Lonesome Dove
- First edition cover
- Author: Larry McMurtry
- Language: English
- Series: Lonesome Dove series
- Genre: Western
- Published: 1985
- Publisher: Simon & Schuster
- Publication place: United States
- Media type: Print (hardback & paperback)
- Pages: 843
- ISBN: 0-671-50420-7
- OCLC: 11812426
- Dewey Decimal: 813/.54 19
- LC Class: PS3563.O8749
- Followed by: Streets of Laredo

= Lonesome Dove =

1985 novel by Larry McMurtry

Lonesome Dove is a 1985 epic Western novel by American writer Larry McMurtry. It is the first published book of the Lonesome Dove series and the third installment in the series chronologically. It was a bestseller and won the 1986 Pulitzer Prize for Fiction. In 1989, it was adapted as a TV miniseries starring Tommy Lee Jones and Robert Duvall, which won both critical and popular acclaim. McMurtry went on to write a sequel, Streets of Laredo (1993), and two prequels, Dead Man's Walk (1995) and Comanche Moon (1997), all of which were also adapted as TV series.

==Premise==
The novel, set in the waning days of the Old West, centers on the relationships between several retired Texas Rangers and their adventures driving a cattle herd from Texas to Montana. The novel contains themes including old age, death, unrequited love, and friendship.

== Conception ==
The novel initially arose as a screenplay that McMurtry started writing with director Peter Bogdanovich. Originally titled Streets of Laredo, they wrote it with three movie stars in mind: John Wayne, James Stewart, and Henry Fonda. Warner Bros. liked the script, but the actors were noncommittal, especially Wayne, who was wary of the melancholy nature of the film. McMurtry later bought back the script from the studio for $35,000 for development into a novel, while continuing to write other novels, including the Desert Rose and Cadillac Jack. He received inspiration for the title of the book after seeing the name Lonesome Dove Baptist Church on a bus near Fort Worth. Simon & Schuster bought the novel for $250,000, with Irving Lazar acting as his agent.

==Plot==
In the late 1870s, Captain Woodrow F. Call and Captain Augustus "Gus" McCrae, two famous retired Texas Rangers, run the Hat Creek Cattle Company and Livery Emporium in the small Texas border town of Lonesome Dove.

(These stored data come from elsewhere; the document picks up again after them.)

//! The `Supervisor` context (§9 "Global mutable state in the source"): the
//! teacher's original script kept its store handle, forge client, and a
//! scatter of pulse-wide flags as module-level globals. Here they're a
//! struct threaded through every phase function instead, with the
//! pulse-scoped caches (health probe results, orphan-scan throttling)
//! nested under [`PulseState`] so they reset cleanly between pulses rather
//! than leaking state across runs the way a `static` would.

use std::collections::{HashMap, HashSet};
use std::path::PathBuf;
use std::time::Instant;

use foreman_forge::Forge;
use foreman_notify::Notifier;
use foreman_store::Store;
use foreman_types::ForemanConfig;

/// Long-lived handles and configuration, constructed once per `foreman`
/// invocation and shared (by reference) across every pulse.
pub struct Supervisor {
    pub store: Store,
    pub forge: Box<dyn Forge>,
    pub notifier: Box<dyn Notifier>,
    pub config: ForemanConfig,
    pub repo_root: PathBuf,
    pub state_dir: PathBuf,
    pub identity: String,
}

impl Supervisor {
    pub fn new(
        store: Store,
        forge: Box<dyn Forge>,
        notifier: Box<dyn Notifier>,
        config: ForemanConfig,
        repo_root: PathBuf,
        state_dir: PathBuf,
        identity: String,
    ) -> Self {
        Self {
            store,
            forge,
            notifier,
            config,
            repo_root,
            state_dir,
            identity,
        }
    }

    pub fn worktrees_dir(&self) -> PathBuf {
        self.state_dir.join("worktrees")
    }

    pub fn logs_dir(&self) -> PathBuf {
        self.state_dir.join("logs")
    }

    pub fn registry_dir(&self) -> PathBuf {
        self.state_dir.join("worktree-registry")
    }
}

/// Per-pulse scratch state: reset at the start of [`crate::pulse::run_pulse`]
/// so nothing from a previous cycle's health probe cache or merge guard
/// bleeds into the next one.
#[derive(Default)]
pub struct PulseState {
    /// Model health probe results, cached for `DispatchConfig::health_cache_ttl`
    /// so a dozen queued tasks against the same model don't re-probe a dozen
    /// times in one pulse.
    health_cache: HashMap<String, (bool, Instant)>,
    /// Task ids whose PR was merged earlier in *this* pulse — the serial-merge
    /// guard (§4.8) consults this before merging a sibling subtask's PR so two
    /// siblings never merge in the same pulse and race each other's rebase.
    pub merged_this_pulse: HashSet<String>,
    /// Timestamp of the last full orphan worktree scan, throttled to once per
    /// `orphan_scan_interval` rather than every pulse.
    pub last_orphan_scan: Option<Instant>,
}

impl PulseState {
    pub fn new() -> Self {
        Self::default()
    }

    pub fn cached_health(&self, model: &str, ttl: std::time::Duration) -> Option<bool> {
        let (healthy, at) = self.health_cache.get(model)?;
        if at.elapsed() < ttl {
            Some(*healthy)
        } else {
            None
        }
    }

    pub fn record_health(&mut self, model: &str, healthy: bool) {
        self.health_cache.insert(model.to_string(), (healthy, Instant::now()));
    }

    pub fn mark_merged(&mut self, task_id: &str) {
        self.merged_this_pulse.insert(task_id.to_string());
    }

    pub fn already_merged_this_pulse(&self, task_id: &str) -> bool {
        self.merged_this_pulse.contains(task_id)
    }
}

#[cfg(test)]
mod tests {
    use super::*;
    use std::time::Duration;

    #[test]
    fn health_cache_expires_after_ttl() {
        let mut state = PulseState::new();
        state.record_health("haiku", true);
        assert_eq!(state.cached_health("haiku", Duration::from_secs(300)), Some(true));
        assert_eq!(state.cached_health("haiku", Duration::from_nanos(0)), None);
    }

    #[test]
    fn merged_this_pulse_tracks_distinct_tasks() {
        let mut state = PulseState::new();
        assert!(!state.already_merged_this_pulse("t1"));
        state.mark_merged("t1");
        assert!(state.already_merged_this_pulse("t1"));
        assert!(!state.already_merged_this_pulse("t2"));
    }
}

Working with them are Joshua Deets, an excellent tracker and scout from their Ranger days; Pea Eye Parker, another former Ranger who, while illiterate, is both loyal and reliable. Other characters include Bolivar, a retired Mexican bandit who works as their cook; and Newt Dobbs, a 17-year-old boy whose mother was a prostitute named Maggie and whose father is widely thought by the outfit to be Call, though Call has never acknowledged this.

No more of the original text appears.